A Colombian woman has given birth to a baby girl whose half-formed twin sister was still growing inside her tiny abdomen. The astonishing birth left doctors stunned.
The condition, known as 'fetus-in-fetu,' is an extremely rare occurrence. According to The Star Advertiser, it is thought to occur in about 1 in every 500,000 births. What sets this particular birth apart is that while most cases are discovered after birth, Colombian doctors caught this one via a 3D/4D ultrasound scan.
It was Dr. Miguel Parra-Saavedra, a high-risk pregnancy specialist in Baranquilla, Colombia, who picked up the condition. He first saw the mother, Monica Vega, during her 35th week of pregnancy, after her obstetrician suspected her unborn baby may have had a liver cyst.
Using a specialized doppler he was able to clearly see that the “cyst” was actually a fetus, supported by a separate umbilical cord connected to the larger twin’s intestine. Vega was shocked to learn the news.
"She was surprised and in disbelief," Parra-Saavedra said, according to the Daily Mail. "But after we showed them photos, videos, and scientific evidence they understood the phenomenon and allowed us to go ahead with the necessary steps [to handle it]."

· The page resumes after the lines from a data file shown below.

#[function_component(CheckoutForm)]
pub fn checkout_form(props: &FormProps) -> Html {
    let draft = &props.draft;
    let session = use_session();
    let toaster = use_toaster();
    let navigator = use_navigator();
    let slot = use_checkout_draft();

    let items = use_state(Vec::<ConcessionItem>::new);
    let cart = use_state(ConcessionCart::new);
    let balance = use_state(|| None::<LoyaltyBalance>);
    let points = use_state(String::new);
    let name = use_state(String::new);
    let email = use_state(String::new);
    let phone = use_state(String::new);
    let voucher = use_state(String::new);
    let method = use_state(|| PaymentMethod::default().as_str().to_string());
    let submitting = use_state(|| false);
    let placed = use_state(|| None::<(Booking, i64)>);
    let remaining = use_state(|| None::<u64>);
    let countdown = use_mut_ref(HoldCountdown::default);
    let booked = use_mut_ref(|| false);

    {
        let items = items.clone();
        let balance = balance.clone();
        let user_id = session.user_id();
        let cinema_id = draft.showtime.cinema_id;
        use_effect_with(cinema_id, move |&cinema_id| {
            spawn_local(async move {
                match api::get::<Vec<ConcessionItem>>(endpoints::cinema_concessions(cinema_id)).await {
                    Ok(list) => items.set(list.into_iter().filter(|i| i.is_available).collect()),
                    Err(err) => log::warn!("concessions for cinema {cinema_id}: {err}"),
                }
                if let Some(user_id) = user_id {
                    match api::get::<LoyaltyBalance>(endpoints::loyalty_balance(user_id)).await {
                        Ok(found) => balance.set(Some(found)),
                        Err(err) => log::warn!("loyalty balance for {user_id}: {err}"),
                    }
                }
            });
            || {}
        });
    }

    {
        let countdown = countdown.clone();
        let booked = booked.clone();
        let remaining = remaining.clone();
        let toaster = toaster.clone();
        let navigator = navigator.clone();
        let slot = slot.clone();
        let draft = draft.clone();
        use_effect_with(draft.session_id.clone(), move |_| {
            if let Some(expires_at) = draft.hold_expires_at {
                countdown.borrow_mut().start(expires_at);
            }
            let showtime_id = draft.showtime.showtime_id;
            let ticker = {
                let countdown = countdown.clone();
                let slot = slot.clone();
                Interval::new(1_000, move || {
                    let tick = countdown.borrow_mut().tick(dom::now_ms());
                    match tick {
                        Tick::Idle => {}
                        Tick::Remaining(secs) => remaining.set(Some(secs)),
                        Tick::Expired => {
                            remaining.set(None);
                            toaster.warning(t("seats.hold_expired"));
                            if let Some(slot) = slot.as_ref() {
                                slot.set(None);
                            }
                            if let Some(nav) = navigator.as_ref() {
                                nav.push(&Route::Seats { showtime_id });
                            }
                        }
                    }
                })
            };
            move || {
                drop(ticker);
                if !*booked.borrow() {
                    let call = endpoints::release_seats(
                        draft.session_id.as_str(),
                        showtime_id,
                        &draft.selection.seat_ids(),
                    );
                    spawn_local(async move {
                        if let Err(err) = api::fire(call).await {
                            log::warn!("releasing abandoned checkout failed: {err}");
                        }
                    });
                }
                if let Some(slot) = slot.as_ref() {
                    slot.set(None);
                }
            }
        });
    }

    let seats = draft.seat_count();
    let available_points = (*balance).map_or(0, |b| b.available_points);
    let requested_points = points.trim().parse::<i64>().unwrap_or(0).max(0);
    let preview = CheckoutPreview::compute(
        draft.showtime.price,
        usize_to_i64(seats),
        cart.subtotal(&items),
        requested_points,
        available_points,
    );

    let on_add = {
        let cart = cart.clone();
        Callback::from(move |item_id: i64| {
            let mut next = (*cart).clone();
            next.add(item_id, 1);
            cart.set(next);
        })
    };
    let on_remove = {
        let cart = cart.clone();
        Callback::from(move |item_id: i64| {
            let mut next = (*cart).clone();
            next.remove(item_id, 1);
            cart.set(next);
        })
    };

    let on_submit = {
        let draft = draft.clone();
        let session = session.clone();
        let toaster = toaster.clone();
        let submitting = submitting.clone();
        let placed = placed.clone();
        let countdown = countdown.clone();
        let booked = booked.clone();
        let guest = GuestContact {
            name: (*name).clone(),
            email: (*email).clone(),
            phone: (*phone).clone(),
        };
        let voucher = (*voucher).clone();
        let method = PaymentMethod::parse(&method).unwrap_or_default();
        let lines = cart.lines(&items);
        Callback::from(move |e: SubmitEvent| {
            e.prevent_default();
            if *submitting {
                return;
            }
            let customer = session.user.as_ref().map_or_else(
                || Customer::Guest(guest.clone()),
                |user| Customer::Member {
                    user_id: user.user_id,
                },
            );
            let request = BookingDraft {
                showtime_id: draft.showtime.showtime_id,
                session_id: draft.session_id.as_str(),
                selection: &draft.selection,
                tickets: draft.tickets,
                customer,
                voucher_code: &voucher,
                payment_method: method,
                concessions: lines.clone(),
                points_to_use: preview.points.points_used,
            }
            .into_request();
            let request = match request {
                Ok(request) => request,
                Err(err) => {
                    toaster.warning(t(err.i18n_key()));
                    return;
                }
            };

            submitting.set(true);
            let verify = endpoints::verify_hold(
                draft.session_id.as_str(),
                draft.showtime.showtime_id,
                &draft.selection.seat_ids(),
            );
            let session = session.clone();
            let toaster = toaster.clone();
            let submitting = submitting.clone();
            let placed = placed.clone();
            let countdown = countdown.clone();
            let booked = booked.clone();
            let amount = preview.grand_total;
            spawn_local(async move {
                if let Err(err) = api::fire(verify).await {
                    log::warn!("hold verification skipped: {err}");
                }
                match api::post::<_, Booking>(endpoints::create_booking(), &request).await {
                    Ok(booking) => {
                        log::info!("booking {} created", booking.booking_code);
                        *booked.borrow_mut() = true;
                        countdown.borrow_mut().stop();
                        toaster.success(t("checkout.created"));
                        placed.set(Some((booking, amount)));
                        if let Some(user_id) = request.user_id {
                            refresh_points(session, user_id).await;
                        }
                    }
                    Err(err) => {
                        log::error!("creating booking failed: {err}");
                        toaster.error(err.user_message(&t("checkout.failed")));
                    }
                }
                submitting.set(false);
            });
        })
    };

    if let Some((booking, amount)) = (*placed).clone() {
        return html! {
            <BookingPlaced
                {booking}
                {amount}
                movie_title={AttrValue::from(draft.showtime.movie_name.clone())}
                seat_labels={draft.selection.labels()}
            />
        };
    }

    let member = session.user.is_some();
    html! {
        <main id="main" class="page checkout-page">
            <header class="booking-header">
                <h1>{ t("checkout.title") }</h1>
                <p class="booking-meta">
                    <span>{ draft.showtime.movie_name.clone() }</span>
                    <span>{ draft.showtime.cinema_name.clone() }</span>
                    <span>{ draft.selection.labels().join(", ") }</span>
                </p>
                <HoldTimer remaining={*remaining} />
            </header>
            <form class="checkout-form" onsubmit={on_submit}>
                <ConcessionPicker items={(*items).clone()} cart={(*cart).clone()} {on_add} {on_remove} />
                if member {
                    <fieldset class="points">
                        <legend>{ t("checkout.points") }</legend>
                        <p class="muted">{ format!("{}: {}", t("checkout.points_available"), available_points) }</p>
                        <input
                            type="number"
                            min="0"
                            max={available_points.to_string()}
                            value={(*points).clone()}
                            oninput={bind_input(&points)}
                            aria-label={t("checkout.points")}
                        />
                    </fieldset>
                } else {
                    <fieldset class="guest">
                        <legend>{ t("checkout.guest") }</legend>
                        <input type="text" placeholder={t("checkout.name")} value={(*name).clone()} oninput={bind_input(&name)} />
                        <input type="email" placeholder={t("checkout.email")} value={(*email).clone()} oninput={bind_input(&email)} />
                        <input type="tel" placeholder={t("checkout.phone")} value={(*phone).clone()} oninput={bind_input(&phone)} />
                    </fieldset>
                }
                <fieldset class="payment">
                    <legend>{ t("checkout.payment") }</legend>
                    <select aria-label={t("checkout.payment")} onchange={bind_select(&method)}>
                        { for PaymentMethod::ALL.iter().map(|m| html! {
                            <option value={m.as_str()} selected={*method == m.as_str()}>{ method_label(*m) }</option>
                        }) }
                    </select>
                    <input type="text" placeholder={t("checkout.voucher")} value={(*voucher).clone()} oninput={bind_input(&voucher)} />
                </fieldset>
                <PriceSummary {preview} {seats} />
                <button type="submit" class="btn btn-primary" disabled={*submitting}>
                    { if *submitting { t("checkout.submitting") } else { t("checkout.submit") } }
                </button>
            </form>
        </main>
    }
}
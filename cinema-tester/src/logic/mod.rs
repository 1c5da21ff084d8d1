pub mod checks;
pub mod reports;
pub mod tester;

pub use tester::*;
use crate::i18n::{fmt_currency, t};
use cinema_core::checkout::ConcessionCart;
use cinema_core::models::ConcessionItem;
use yew::prelude::*;

#[derive(Properties, PartialEq)]
pub struct Props {
    pub items: Vec<ConcessionItem>,
    pub cart: ConcessionCart,
    pub on_add: Callback<i64>,
    pub on_remove: Callback<i64>,
}

#[function_component(ConcessionPicker)]
pub fn concession_picker(props: &Props) -> Html {
    if props.items.is_empty() {
        return html! {
            <p class="concessions-empty">{ t("concessions.empty") }</p>
        };
    }
    html! {
        <section class="concessions">
            <h3>{ t("concessions.title") }</h3>
            <ul>
                { for props.items.iter().map(|item| {
                    let id = item.item_id;
                    let qty = props.cart.quantity(id);
                    let add = props.on_add.reform(move |_: MouseEvent| id);
                    let remove = props.on_remove.reform(move |_: MouseEvent| id);
                    let sellable = item.in_stock();
                    html! {
                        <li class={classes!("concession", (!sellable).then_some("sold-out"))}>
                            <span class="concession-name">{ item.item_name.clone() }</span>
                            <span class="concession-price">{ fmt_currency(item.unit_price()) }</span>
                            <button type="button" class="btn btn-sm" disabled={qty == 0} onclick={remove}>{ "−" }</button>
                            <output>{ qty.to_string() }</output>
                            <button type="button" class="btn btn-sm" disabled={!sellable} onclick={add}>{ "+" }</button>
                        </li>
                    }
                }) }
            </ul>
        </section>
    }
}
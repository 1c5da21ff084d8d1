//! Hand-off between the seat page and the checkout page.

use cinema_core::checkout::TicketCounts;
use cinema_core::hold::{SeatSelection, SessionId};
use cinema_core::models::Showtime;
use yew::prelude::*;

/// Seats held on `/seats/:id`, waiting to be paid for on `/booking/confirm`.
#[derive(Debug, Clone, PartialEq)]
pub struct CheckoutDraft {
    pub showtime: Showtime,
    pub session_id: SessionId,
    pub selection: SeatSelection,
    pub tickets: TicketCounts,
    pub hold_expires_at: Option<i64>,
}

impl CheckoutDraft {
    #[must_use]
    pub fn seat_count(&self) -> usize {
        self.selection.len()
    }
}

pub type DraftHandle = UseStateHandle<Option<CheckoutDraft>>;

/// The draft slot, or `None` outside [`DraftProvider`].
#[hook]
pub fn use_checkout_draft() -> Option<DraftHandle> {
    use_context::<DraftHandle>()
}

#[derive(Properties, PartialEq)]
pub struct DraftProviderProps {
    #[prop_or_default]
    pub children: Children,
}

#[function_component(DraftProvider)]
pub fn draft_provider(props: &DraftProviderProps) -> Html {
    let draft = use_state(|| None::<CheckoutDraft>);
    html! {
        <ContextProvider<DraftHandle> context={draft}>
            { for props.children.iter() }
        </ContextProvider<DraftHandle>>
    }
}
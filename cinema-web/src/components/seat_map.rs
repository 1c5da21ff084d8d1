use crate::i18n::{fmt_currency, t};
use cinema_core::models::Seat;
use cinema_core::pricing::seat_price;
use cinema_core::seatmap::{SeatClass, SeatRow, check_selectable, classify};
use yew::prelude::*;

#[derive(Properties, PartialEq)]
pub struct Props {
    pub rows: Vec<SeatRow>,
    pub selected: Vec<i64>,
    pub on_toggle: Callback<Seat>,
    #[prop_or_default]
    pub own_session: Option<AttrValue>,
    /// Showtime base price, for per-seat hints.
    #[prop_or_default]
    pub base_price: i64,
    /// Rows followed by a walkway.
    #[prop_or_default]
    pub row_aisles: Vec<String>,
    /// Seat numbers followed by a walkway.
    #[prop_or_default]
    pub column_aisles: Vec<u32>,
    #[prop_or_default]
    pub disabled: bool,
}

#[function_component(SeatMap)]
pub fn seat_map(props: &Props) -> Html {
    let own = props.own_session.as_deref();
    html! {
        <section class="seat-map" aria-label={t("seats.map_label")}>
            <div class="screen" aria-hidden="true">{ t("seats.screen") }</div>
            <div class="seat-rows" role="grid">
                { for props.rows.iter().map(|row| {
                    let aisle = props.row_aisles.iter().any(|r| *r == row.row);
                    html! {
                        <>
                            <div class="seat-row" role="row">
                                <span class="row-label" role="rowheader">{ row.row.clone() }</span>
                                { for row.seats.iter().map(|seat| seat_button(props, seat, own)) }
                            </div>
                            if aisle {
                                <div class="row-aisle" aria-hidden="true"></div>
                            }
                        </>
                    }
                }) }
            </div>
            <Legend />
        </section>
    }
}

fn seat_button(props: &Props, seat: &Seat, own: Option<&str>) -> Html {
    let selected = props.selected.contains(&seat.seat_id);
    let class = classify(seat, own, selected);
    let blocked = check_selectable(seat, own).is_err();
    let label = seat.label();
    let hint = format!(
        "{label} · {} · {}",
        t(&format!("seat_types.{}", seat.seat_type.as_str().to_lowercase())),
        fmt_currency(seat_price(props.base_price, seat.seat_type))
    );
    let onclick = {
        let cb = props.on_toggle.clone();
        let seat = seat.clone();
        Callback::from(move |_| cb.emit(seat.clone()))
    };
    let aisle = props.column_aisles.contains(&seat.seat_number);
    html! {
        <>
            <button
                type="button"
                class={classes!(class.css(), props.disabled.then_some("seat-locked"))}
                role="gridcell"
                title={hint.clone()}
                aria-label={hint}
                aria-pressed={selected.to_string()}
                aria-disabled={(blocked || props.disabled).to_string()}
                data-seat={label}
                {onclick}
            >
                { seat.seat_number.to_string() }
            </button>
            if aisle {
                <span class="column-aisle" aria-hidden="true"></span>
            }
        </>
    }
}

#[function_component(Legend)]
pub fn legend() -> Html {
    let entries = [
        (SeatClass::Available, "seats.legend.available"),
        (SeatClass::Vip, "seats.legend.vip"),
        (SeatClass::Couple, "seats.legend.couple"),
        (SeatClass::Wheelchair, "seats.legend.wheelchair"),
        (SeatClass::Selected, "seats.legend.selected"),
        (SeatClass::Held, "seats.legend.held"),
        (SeatClass::Booked, "seats.legend.booked"),
    ];
    html! {
        <ul class="seat-legend">
            { for entries.iter().map(|(class, key)| html! {
                <li><span class={class.css()} aria-hidden="true"></span>{ t(key) }</li>
            }) }
        </ul>
    }
}
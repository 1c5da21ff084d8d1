use crate::i18n::bundle::with_bundle;
use serde_json::Value;
use std::collections::BTreeMap;

fn get_nested_value<'a>(obj: &'a Value, key: &str) -> Option<&'a Value> {
    key.split('.').try_fold(obj, |current, k| current.get(k))
}

/// Strings render as-is; objects pick `one`/`other` by the `count` argument.
fn render_value(value: &Value, args: Option<&BTreeMap<&str, &str>>) -> Option<String> {
    let mut text = match value {
        Value::String(s) => s.clone(),
        Value::Object(map) => {
            let count = args
                .and_then(|m| m.get("count"))
                .and_then(|c| c.parse::<i64>().ok());
            let form = if count == Some(1) { "one" } else { "other" };
            map.get(form)
                .or_else(|| map.get("other"))
                .and_then(Value::as_str)?
                .to_string()
        }
        _ => return None,
    };

    if let Some(args_map) = args {
        for (k, v) in args_map {
            text = text.replace(&format!("{{{{{k}}}}}"), v);
            text = text.replace(&format!("{{{k}}}"), v);
        }
    }
    Some(text)
}

fn resolve(key: &str, args: Option<&BTreeMap<&str, &str>>) -> Option<String> {
    with_bundle(|bundle| {
        get_nested_value(&bundle.translations, key)
            .and_then(|v| render_value(v, args))
            .or_else(|| get_nested_value(&bundle.fallback, key).and_then(|v| render_value(v, args)))
    })
}

/// Translate a key, falling back to English and then to the key itself.
#[must_use]
pub fn t(key: &str) -> String {
    tr(key, None)
}

/// Translate a key, replacing `{name}` or `{{name}}` placeholders.
#[must_use]
pub fn tr(key: &str, args: Option<&BTreeMap<&str, &str>>) -> String {
    resolve(key, args).unwrap_or_else(|| key.to_string())
}
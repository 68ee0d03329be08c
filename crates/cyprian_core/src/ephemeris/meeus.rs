//! Bundled oracle based on the series in Meeus, *Astronomical Algorithms*
//! (2nd ed.): chapter 49 for lunar phases and chapter 27 for equinoxes.
//!
//! Results are computed in dynamical time (TT) and shifted to UT with a ΔT
//! polynomial. Accuracy is well under a minute for the supported range,
//! which is far finer than the day granularity the calendar needs.

use super::julian::{decimal_year, from_julian_day, to_julian_day, J2000_JD};
use super::{EphemerisError, EphemerisOracle, EphemerisResult};
use chrono::{DateTime, Datelike, Utc};

/// First year the series are valid for.
pub const MIN_YEAR: i32 = 1000;
/// Last year the series are valid for.
pub const MAX_YEAR: i32 = 3000;

const SYNODIC_MONTH_DAYS: f64 = 29.530_588_861;
/// JDE of the mean new moon with lunation number `k = 0` (2000-01-06).
const LUNATION_ZERO_JDE: f64 = 2_451_550.097_66;

/// Periodic terms for the March equinox: `(A, B, C)` in `A cos(B + C T)`.
const EQUINOX_TERMS: [(f64, f64, f64); 24] = [
    (485.0, 324.96, 1934.136),
    (203.0, 337.23, 32964.467),
    (199.0, 342.08, 20.186),
    (182.0, 27.85, 445267.112),
    (156.0, 73.14, 45036.886),
    (136.0, 171.52, 22518.443),
    (77.0, 222.54, 65928.934),
    (74.0, 296.72, 3034.906),
    (70.0, 243.58, 9037.513),
    (58.0, 119.81, 33718.147),
    (52.0, 297.17, 150.678),
    (50.0, 21.02, 2281.226),
    (45.0, 247.54, 29929.562),
    (44.0, 325.15, 31555.956),
    (29.0, 60.93, 4443.417),
    (18.0, 155.12, 67555.328),
    (17.0, 288.79, 4562.452),
    (16.0, 198.04, 62894.029),
    (14.0, 199.76, 31436.921),
    (12.0, 95.39, 14577.848),
    (12.0, 287.11, 31931.756),
    (12.0, 320.81, 34777.259),
    (9.0, 227.73, 1222.114),
    (8.0, 15.45, 16859.074),
];

/// Planetary arguments for new/full moons: `(coefficient, a0, a1)` where the
/// argument is `a0 + a1 k` (A1 additionally has a `T²` term).
const PLANETARY_TERMS: [(f64, f64, f64); 14] = [
    (0.000_325, 299.77, 0.107_408),
    (0.000_165, 251.88, 0.016_321),
    (0.000_164, 251.83, 26.651_886),
    (0.000_126, 349.42, 36.412_478),
    (0.000_110, 84.66, 18.206_239),
    (0.000_062, 141.74, 53.303_771),
    (0.000_060, 207.14, 2.453_732),
    (0.000_056, 154.84, 7.306_860),
    (0.000_047, 34.52, 27.261_239),
    (0.000_042, 207.19, 0.121_824),
    (0.000_040, 291.34, 1.844_379),
    (0.000_037, 161.72, 24.198_154),
    (0.000_035, 239.56, 25.513_099),
    (0.000_023, 331.55, 3.592_518),
];

/// Stateless Meeus-series ephemeris.
#[derive(Debug, Clone, Copy, Default, PartialEq, Eq)]
pub struct MeeusEphemeris;

impl MeeusEphemeris {
    pub fn new() -> Self {
        Self
    }

    /// Julian ephemeris day (TT) of the true new moon for lunation `k`.
    ///
    /// `k` must be integral; `k = 0` is the new moon of 2000-01-06.
    pub fn new_moon_jde(k: f64) -> f64 {
        let t = k / 1236.85;
        let t2 = t * t;
        let t3 = t2 * t;
        let t4 = t3 * t;

        let mean = LUNATION_ZERO_JDE + SYNODIC_MONTH_DAYS * k + 0.000_154_37 * t2
            - 0.000_000_150 * t3
            + 0.000_000_000_73 * t4;

        let e = 1.0 - 0.002_516 * t - 0.000_007_4 * t2;
        let m = (2.5534 + 29.105_356_70 * k - 0.000_001_4 * t2 - 0.000_000_11 * t3).to_radians();
        let mp = (201.5643 + 385.816_935_28 * k + 0.010_758_2 * t2 + 0.000_012_38 * t3
            - 0.000_000_058 * t4)
            .to_radians();
        let f = (160.7108 + 390.670_502_84 * k - 0.001_611_8 * t2 - 0.000_002_27 * t3
            + 0.000_000_011 * t4)
            .to_radians();
        let omega = (124.7746 - 1.563_755_88 * k + 0.002_067_2 * t2 + 0.000_002_15 * t3).to_radians();

        let periodic = -0.407_20 * mp.sin()
            + 0.172_41 * e * m.sin()
            + 0.016_08 * (2.0 * mp).sin()
            + 0.010_39 * (2.0 * f).sin()
            + 0.007_39 * e * (mp - m).sin()
            - 0.005_14 * e * (mp + m).sin()
            + 0.002_08 * e * e * (2.0 * m).sin()
            - 0.001_11 * (mp - 2.0 * f).sin()
            - 0.000_57 * (mp + 2.0 * f).sin()
            + 0.000_56 * e * (2.0 * mp + m).sin()
            - 0.000_42 * (3.0 * mp).sin()
            + 0.000_42 * e * (m + 2.0 * f).sin()
            + 0.000_38 * e * (m - 2.0 * f).sin()
            - 0.000_24 * e * (2.0 * mp - m).sin()
            - 0.000_17 * omega.sin()
            - 0.000_07 * (mp + 2.0 * m).sin()
            + 0.000_04 * (2.0 * mp - 2.0 * f).sin()
            + 0.000_04 * (3.0 * m).sin()
            + 0.000_03 * (mp + m - 2.0 * f).sin()
            + 0.000_03 * (2.0 * mp + 2.0 * f).sin()
            - 0.000_03 * (mp + m + 2.0 * f).sin()
            + 0.000_03 * (mp - m + 2.0 * f).sin()
            - 0.000_02 * (mp - m - 2.0 * f).sin()
            - 0.000_02 * (3.0 * mp + m).sin()
            + 0.000_02 * (4.0 * mp).sin();

        let planetary: f64 = PLANETARY_TERMS
            .iter()
            .enumerate()
            .map(|(idx, &(coefficient, a0, a1))| {
                let mut argument = a0 + a1 * k;
                if idx == 0 {
                    argument -= 0.009_173 * t2;
                }
                coefficient * argument.to_radians().sin()
            })
            .sum();

        mean + periodic + planetary
    }

    /// Julian ephemeris day (TT) of the March equinox of `year`.
    pub fn march_equinox_jde(year: i32) -> f64 {
        let y = (f64::from(year) - 2000.0) / 1000.0;
        let jde0 = 2_451_623.809_84 + 365_242.374_04 * y + 0.051_69 * y * y
            - 0.004_11 * y.powi(3)
            - 0.000_57 * y.powi(4);

        let t = (jde0 - J2000_JD) / 36_525.0;
        let w = (35_999.373 * t - 2.47).to_radians();
        let delta_lambda = 1.0 + 0.0334 * w.cos() + 0.0007 * (2.0 * w).cos();
        let s: f64 = EQUINOX_TERMS
            .iter()
            .map(|&(a, b, c)| a * (b + c * t).to_radians().cos())
            .sum();

        jde0 + 0.000_01 * s / delta_lambda
    }
}

impl EphemerisOracle for MeeusEphemeris {
    fn next_new_moon(&self, after: DateTime<Utc>) -> EphemerisResult<DateTime<Utc>> {
        check_year(after.year())?;
        let jd = to_julian_day(after);

        // Start one lunation early; the true moon can lead the mean one.
        let mut k = ((jd - LUNATION_ZERO_JDE) / SYNODIC_MONTH_DAYS).floor() - 1.0;
        loop {
            let candidate = tt_to_ut(Self::new_moon_jde(k));
            if candidate > jd {
                return from_julian_day(candidate);
            }
            k += 1.0;
        }
    }

    fn vernal_equinox(&self, year: i32) -> EphemerisResult<DateTime<Utc>> {
        check_year(year)?;
        from_julian_day(tt_to_ut(Self::march_equinox_jde(year)))
    }
}

fn check_year(year: i32) -> EphemerisResult<()> {
    if (MIN_YEAR..=MAX_YEAR).contains(&year) {
        Ok(())
    } else {
        Err(EphemerisError::OutOfRange {
            year,
            min: MIN_YEAR,
            max: MAX_YEAR,
        })
    }
}

fn tt_to_ut(jde: f64) -> f64 {
    jde - delta_t_seconds(decimal_year(jde)) / 86_400.0
}

/// ΔT = TT − UT in seconds (Espenak & Meeus polynomial fits).
fn delta_t_seconds(year: f64) -> f64 {
    let long_term = |y: f64| {
        let u = (y - 1820.0) / 100.0;
        -20.0 + 32.0 * u * u
    };
    if (1986.0..2005.0).contains(&year) {
        let t = year - 2000.0;
        63.86 + 0.3345 * t - 0.060_374 * t.powi(2)
            + 0.001_727_5 * t.powi(3)
            + 0.000_651_814 * t.powi(4)
            + 0.000_023_735_99 * t.powi(5)
    } else if (2005.0..2050.0).contains(&year) {
        let t = year - 2000.0;
        62.92 + 0.322_17 * t + 0.005_589 * t * t
    } else if (2050.0..2150.0).contains(&year) {
        long_term(year) - 0.5628 * (2150.0 - year)
    } else {
        long_term(year)
    }
}
//! Ephemeris Oracle boundary.
//!
//! # Responsibility
//! - Define the contract for astronomical event instants consumed by the
//!   calendar (next new moon, vernal equinox).
//! - Provide the bundled [`MeeusEphemeris`] implementation and the anchor
//!   helpers derived from it.
//!
//! # Invariants
//! - All instants crossing this boundary are UTC.
//! - Oracle implementations are stateless; identical inputs give identical
//!   outputs.

use chrono::{DateTime, Utc};
use std::error::Error;
use std::fmt::{Display, Formatter};

pub mod anchors;
pub mod julian;
pub mod meeus;

pub use meeus::MeeusEphemeris;

pub type EphemerisResult<T> = Result<T, EphemerisError>;

/// Oracle failure. Surfaced to callers as fatal for the current operation.
#[derive(Debug, Clone, PartialEq)]
pub enum EphemerisError {
    /// Requested year lies outside the range the oracle can compute.
    OutOfRange { year: i32, min: i32, max: i32 },
    /// Computed Julian day cannot be expressed as a UTC instant.
    Unrepresentable(f64),
    /// Oracle backend failed for a reason of its own.
    Unavailable(String),
}

impl Display for EphemerisError {
    fn fmt(&self, f: &mut Formatter<'_>) -> std::fmt::Result {
        match self {
            Self::OutOfRange { year, min, max } => write!(
                f,
                "ephemeris unavailable for year {year}; supported range is {min}..={max}"
            ),
            Self::Unrepresentable(jd) => {
                write!(f, "julian day {jd} is not a representable UTC instant")
            }
            Self::Unavailable(message) => write!(f, "ephemeris unavailable: {message}"),
        }
    }
}

impl Error for EphemerisError {}

/// Source of astronomical event instants.
pub trait EphemerisOracle {
    /// Returns the first new moon strictly after `after`.
    fn next_new_moon(&self, after: DateTime<Utc>) -> EphemerisResult<DateTime<Utc>>;
    /// Returns the instant of the March (vernal) equinox of `year`.
    fn vernal_equinox(&self, year: i32) -> EphemerisResult<DateTime<Utc>>;
}

impl<T: EphemerisOracle + ?Sized> EphemerisOracle for &T {
    fn next_new_moon(&self, after: DateTime<Utc>) -> EphemerisResult<DateTime<Utc>> {
        (**self).next_new_moon(after)
    }

    fn vernal_equinox(&self, year: i32) -> EphemerisResult<DateTime<Utc>> {
        (**self).vernal_equinox(year)
    }
}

Medical staff initially hoped to delay delivery to prevent risks associated with premature birth but within two weeks, a second scan showed that the under-formed fetus had grown by up to 30 percent and was threatening the health of its twin.
The decision was made to deliver via C-section at 37 weeks and, on Feb. 22 little Itzamara was welcomed into the world at La Merced clinic in Colombia. The following day doctors performed a key hole surgery to remove her twin, who died.
Both mom and baby have fully recovered and reportedly doing well. Parra-Saavedra said that Itzamara "has a little scar on her abdomen, but she is a normal baby now except that the whole world is talking about her," the Star Advertiser noted.